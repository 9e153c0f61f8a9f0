//! Deterministic keyword responder used whenever the generative-text path
//! is unavailable. Pure: no I/O, no state, never fails.

use serde::{Deserialize, Serialize};

/// Text and optional suggestion buttons for one reply
#[derive(Debug, Clone, PartialEq, Eq, Serialize, Deserialize)]
pub struct OfflineReply {
    pub text: String,
    pub buttons: Option<Vec<String>>,
}

#[derive(Debug, Clone, Copy, PartialEq, Eq)]
pub enum Topic {
    Greeting,
    WasteSegregation,
    Toilets,
    EWaste,
    Composting,
    PlasticBan,
    Report,
    WaterSupply,
    Thanks,
    About,
}

/// The suggestion buttons offered with the welcome, greeting and menu
/// replies. Each label routes back to its own topic.
pub const TOPIC_BUTTONS: [&str; 8] = [
    "Waste Segregation",
    "Public Toilets",
    "E-Waste",
    "Composting",
    "Plastic Ban",
    "Report an Issue",
    "Water Supply",
    "About",
];

pub const WELCOME_TEXT: &str = "Vanakkam! I'm the civic helpdesk assistant. \
Ask me about waste segregation, public toilets, e-waste, composting, the plastic ban, \
water supply, or how to report an issue in your area.";

const GREETING_TEXT: &str = "Vanakkam! How can I help you today? \
Pick a topic below or type your question.";

const MENU_TEXT: &str = "I'm not sure I understood that. \
Here are the things I can help with:";

/// Topics in match priority order. Keywords are whole words, `stem*`
/// prefixes, or space-separated phrases.
const RULES: &[(Topic, &[&str])] = &[
    (
        Topic::Greeting,
        &["hi", "hii", "hello", "hey", "vanakkam", "namaste", "good morning", "good evening"],
    ),
    (
        Topic::WasteSegregation,
        &[
            "segregat*", "separate", "sorting", "wet waste", "dry waste", "garbage",
            "trash", "dustbin*", "bin", "bins",
        ],
    ),
    (
        Topic::Toilets,
        &["toilet*", "restroom*", "washroom*", "urinal*", "lavator*", "sanitation"],
    ),
    (
        Topic::EWaste,
        &["e-waste", "ewaste", "electronic*", "batter*", "gadget*", "laptop*", "phone*"],
    ),
    (Topic::Composting, &["compost*", "manure", "organic"]),
    (
        Topic::PlasticBan,
        &["plastic*", "polythene", "carry bag*", "single-use", "single use"],
    ),
    (
        Topic::Report,
        &["report*", "complain*", "issue*", "problem*", "pothole*", "streetlight*", "grievance*"],
    ),
    (
        Topic::WaterSupply,
        &["water", "tap", "pipeline*", "leak*", "tanker*", "supply"],
    ),
    (Topic::Thanks, &["thanks", "thank*", "thx", "nandri"]),
    (Topic::About, &["about", "who are you", "what is this", "what can you do", "help"]),
];

impl Topic {
    fn reply(&self) -> OfflineReply {
        let text = match self {
            Topic::Greeting => GREETING_TEXT,
            Topic::WasteSegregation => {
                "Please keep waste in separate bins: green for wet waste (food scraps, \
                 peels, garden waste), blue for dry waste (paper, plastic, metal, glass) \
                 and a separate bag for sanitary and hazardous waste. Hand it over to \
                 the door-to-door collection staff on your street's schedule."
            }
            Topic::Toilets => {
                "Public toilets are marked on the map screen of this portal. Most are \
                 open from 6 AM to 10 PM and are free to use. If a toilet is locked, \
                 dirty or out of water, please report it so the ward team can act on it."
            }
            Topic::EWaste => {
                "Old phones, chargers, batteries and other electronics must not go into \
                 household bins. Drop them at an authorised e-waste collection centre or \
                 wait for the monthly e-waste collection drive in your zone."
            }
            Topic::Composting => {
                "Home composting is easy: layer kitchen scraps with dry leaves in a \
                 ventilated bin, keep it moist but not wet, and turn it weekly. You \
                 will have usable compost in 6 to 8 weeks."
            }
            Topic::PlasticBan => {
                "Single-use plastics such as carry bags, plastic cups, straws and \
                 thermocol plates are banned. Carry a cloth bag and a steel bottle. \
                 Shops selling banned items can be reported through the portal."
            }
            Topic::Report => {
                "To report an issue, open the Report screen, add a photo, pick the \
                 category and confirm your location. You can track the status of your \
                 complaint from your dashboard."
            }
            Topic::WaterSupply => {
                "For water supply problems such as no supply, low pressure or a leaking \
                 pipeline, report it with your street name and landmark. Tanker supply \
                 can be requested through your area's ward office."
            }
            Topic::Thanks => "You're welcome! Together we can keep our city clean.",
            Topic::About => {
                "I'm the civic helpdesk assistant for this portal. I can answer \
                 questions about waste management, sanitation and water supply, \
                 and help you report issues in your neighbourhood."
            }
        };

        let buttons = match self {
            Topic::Greeting | Topic::About => Some(topic_buttons()),
            Topic::Toilets | Topic::WaterSupply => Some(vec!["Report an Issue".to_string()]),
            _ => None,
        };

        OfflineReply {
            text: text.to_string(),
            buttons,
        }
    }
}

pub fn topic_buttons() -> Vec<String> {
    TOPIC_BUTTONS.iter().map(|b| b.to_string()).collect()
}

/// First topic whose keywords appear in `input`, if any.
pub fn match_topic(input: &str) -> Option<Topic> {
    let lowered = input.to_lowercase();
    let words: Vec<&str> = lowered
        .split(|c: char| !(c.is_alphanumeric() || c == '-'))
        .map(|w| w.trim_matches('-'))
        .filter(|w| !w.is_empty())
        .collect();
    let joined = format!(" {} ", words.join(" "));

    RULES
        .iter()
        .find(|(_, keywords)| keywords.iter().any(|k| keyword_matches(k, &words, &joined)))
        .map(|(topic, _)| *topic)
}

fn keyword_matches(keyword: &str, words: &[&str], joined: &str) -> bool {
    if keyword.contains(' ') {
        // Phrase: match on word boundaries in the normalised text.
        return joined.contains(&format!(" {} ", keyword));
    }
    match keyword.strip_suffix('*') {
        Some(stem) => words.iter().any(|w| w.starts_with(stem)),
        None => words.iter().any(|w| *w == keyword),
    }
}

/// Answer `input` without the network.
pub fn respond(input: &str) -> OfflineReply {
    match match_topic(input) {
        Some(topic) => topic.reply(),
        None => OfflineReply {
            text: MENU_TEXT.to_string(),
            buttons: Some(topic_buttons()),
        },
    }
}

**********

■ **WHAT THIS TASK INVOLVES**: The material above is to be transcribed in full, exactly as it appears.

■ **THE COMPLETED TASK**:
repository 9e153c0f61f8a9f0
//! Deterministic keyword responder used whenever the generative-text path
//! is unavailable. Pure: no I/O, no state, never fails.

use serde::{Deserialize, Serialize};

/// Text and optional suggestion buttons for one reply
#[derive(Debug, Clone, PartialEq, Eq, Serialize, Deserialize)]
pub struct OfflineReply {
    pub text: String,
    pub buttons: Option<Vec<String>>,
}

#[derive(Debug, Clone, Copy, PartialEq, Eq)]
pub enum Topic {
    Greeting,
    WasteSegregation,
    Toilets,
    EWaste,
    Composting,
    PlasticBan,
    Report,
    WaterSupply,
    Thanks,
    About,
}

/// The suggestion buttons offered with the welcome, greeting and menu
/// replies. Each label routes back to its own topic.
pub const TOPIC_BUTTONS: [&str; 8] = [
    "Waste Segregation",
    "Public Toilets",
    "E-Waste",
    "Composting",
    "Plastic Ban",
    "Report an Issue",
    "Water Supply",
    "About",
];

pub const WELCOME_TEXT: &str = "Vanakkam! I'm the civic helpdesk assistant. \
Ask me about waste segregation, public toilets, e-waste, composting, the plastic ban, \
water supply, or how to report an issue in your area.";

const GREETING_TEXT: &str = "Vanakkam! How can I help you today? \
Pick a topic below or type your question.";

const MENU_TEXT: &str = "I'm not sure I understood that. \
Here are the things I can help with:";

/// Topics in match priority order. Keywords are whole words, `stem*`
/// prefixes, or space-separated phrases.
const RULES: &[(Topic, &[&str])] = &[
    (
        Topic::Greeting,
        &["hi", "hii", "hello", "hey", "vanakkam", "namaste", "good morning", "good evening"],
    ),
    (
        Topic::WasteSegregation,
        &[
            "segregat*", "separate", "sorting", "wet waste", "dry waste", "garbage",
            "trash", "dustbin*", "bin", "bins",
        ],
    ),
    (
        Topic::Toilets,
        &["toilet*", "restroom*", "washroom*", "urinal*", "lavator*", "sanitation"],
    ),
    (
        Topic::EWaste,
        &["e-waste", "ewaste", "electronic*", "batter*", "gadget*", "laptop*", "phone*"],
    ),
    (Topic::Composting, &["compost*", "manure", "organic"]),
    (
        Topic::PlasticBan,
        &["plastic*", "polythene", "carry bag*", "single-use", "single use"],
    ),
    (
        Topic::Report,
        &["report*", "complain*", "issue*", "problem*", "pothole*", "streetlight*", "grievance*"],
    ),
    (
        Topic::WaterSupply,
        &["water", "tap", "pipeline*", "leak*", "tanker*", "supply"],
    ),
    (Topic::Thanks, &["thanks", "thank*", "thx", "nandri"]),
    (Topic::About, &["about", "who are you", "what is this", "what can you do", "help"]),
];

impl Topic {
    fn reply(&self) -> OfflineReply {
        let text = match self {
            Topic::Greeting => GREETING_TEXT,
            Topic::WasteSegregation => {
                "Please keep waste in separate bins: green for wet waste (food scraps, \
                 peels, garden waste), blue for dry waste (paper, plastic, metal, glass) \
                 and a separate bag for sanitary and hazardous waste. Hand it over to \
                 the door-to-door collection staff on your street's schedule."
            }
            Topic::Toilets => {
                "Public toilets are marked on the map screen of this portal. Most are \
                 open from 6 AM to 10 PM and are free to use. If a toilet is locked, \
                 dirty or out of water, please report it so the ward team can act on it."
            }
            Topic::EWaste => {
                "Old phones, chargers, batteries and other electronics must not go into \
                 household bins. Drop them at an authorised e-waste collection centre or \
                 wait for the monthly e-waste collection drive in your zone."
            }
            Topic::Composting => {
                "Home composting is easy: layer kitchen scraps with dry leaves in a \
                 ventilated bin, keep it moist but not wet, and turn it weekly. You \
                 will have usable compost in 6 to 8 weeks."
            }
            Topic::PlasticBan => {
                "Single-use plastics such as carry bags, plastic cups, straws and \
                 thermocol plates are banned. Carry a cloth bag and a steel bottle. \
                 Shops selling banned items can be reported through the portal."
            }
            Topic::Report => {
                "To report an issue, open the Report screen, add a photo, pick the \
                 category and confirm your location. You can track the status of your \
                 complaint from your dashboard."
            }
            Topic::WaterSupply => {
                "For water supply problems such as no supply, low pressure or a leaking \
                 pipeline, report it with your street name and landmark. Tanker supply \
                 can be requested through your area's ward office."
            }
            Topic::Thanks => "You're welcome! Together we can keep our city clean.",
            Topic::About => {
                "I'm the civic helpdesk assistant for this portal. I can answer \
                 questions about waste management, sanitation and water supply, \
                 and help you report issues in your neighbourhood."
            }
        };

        let buttons = match self {
            Topic::Greeting | Topic::About => Some(topic_buttons()),
            Topic::Toilets | Topic::WaterSupply => Some(vec!["Report an Issue".to_string()]),
            _ => None,
        };

        OfflineReply {
            text: text.to_string(),
            buttons,
        }
    }
}

pub fn topic_buttons() -> Vec<String> {
    TOPIC_BUTTONS.iter().map(|b| b.to_string()).collect()
}

/// First topic whose keywords appear in `input`, if any.
pub fn match_topic(input: &str) -> Option<Topic> {
    let lowered = input.to_lowercase();
    let words: Vec<&str> = lowered
        .split(|c: char| !(c.is_alphanumeric() || c == '-'))
        .map(|w| w.trim_matches('-'))
        .filter(|w| !w.is_empty())
        .collect();
    let joined = format!(" {} ", words.join(" "));

    RULES
        .iter()
        .find(|(_, keywords)| keywords.iter().any(|k| keyword_matches(k, &words, &joined)))
        .map(|(topic, _)| *topic)
}

fn keyword_matches(keyword: &str, words: &[&str], joined: &str) -> bool {
    if keyword.contains(' ') {
        // Phrase: match on word boundaries in the normalised text.
        return joined.contains(&format!(" {} ", keyword));
    }
    match keyword.strip_suffix('*') {
        Some(stem) => words.iter().any(|w| w.starts_with(stem)),
        None => words.iter().any(|w| *w == keyword),
    }
}

/// Answer `input` without the network.
pub fn respond(input: &str) -> OfflineReply {
    match match_topic(input) {
        Some(topic) => topic.reply(),
        None => OfflineReply {
            text: MENU_TEXT.to_string(),
            buttons: Some(topic_buttons()),
        },
    }
}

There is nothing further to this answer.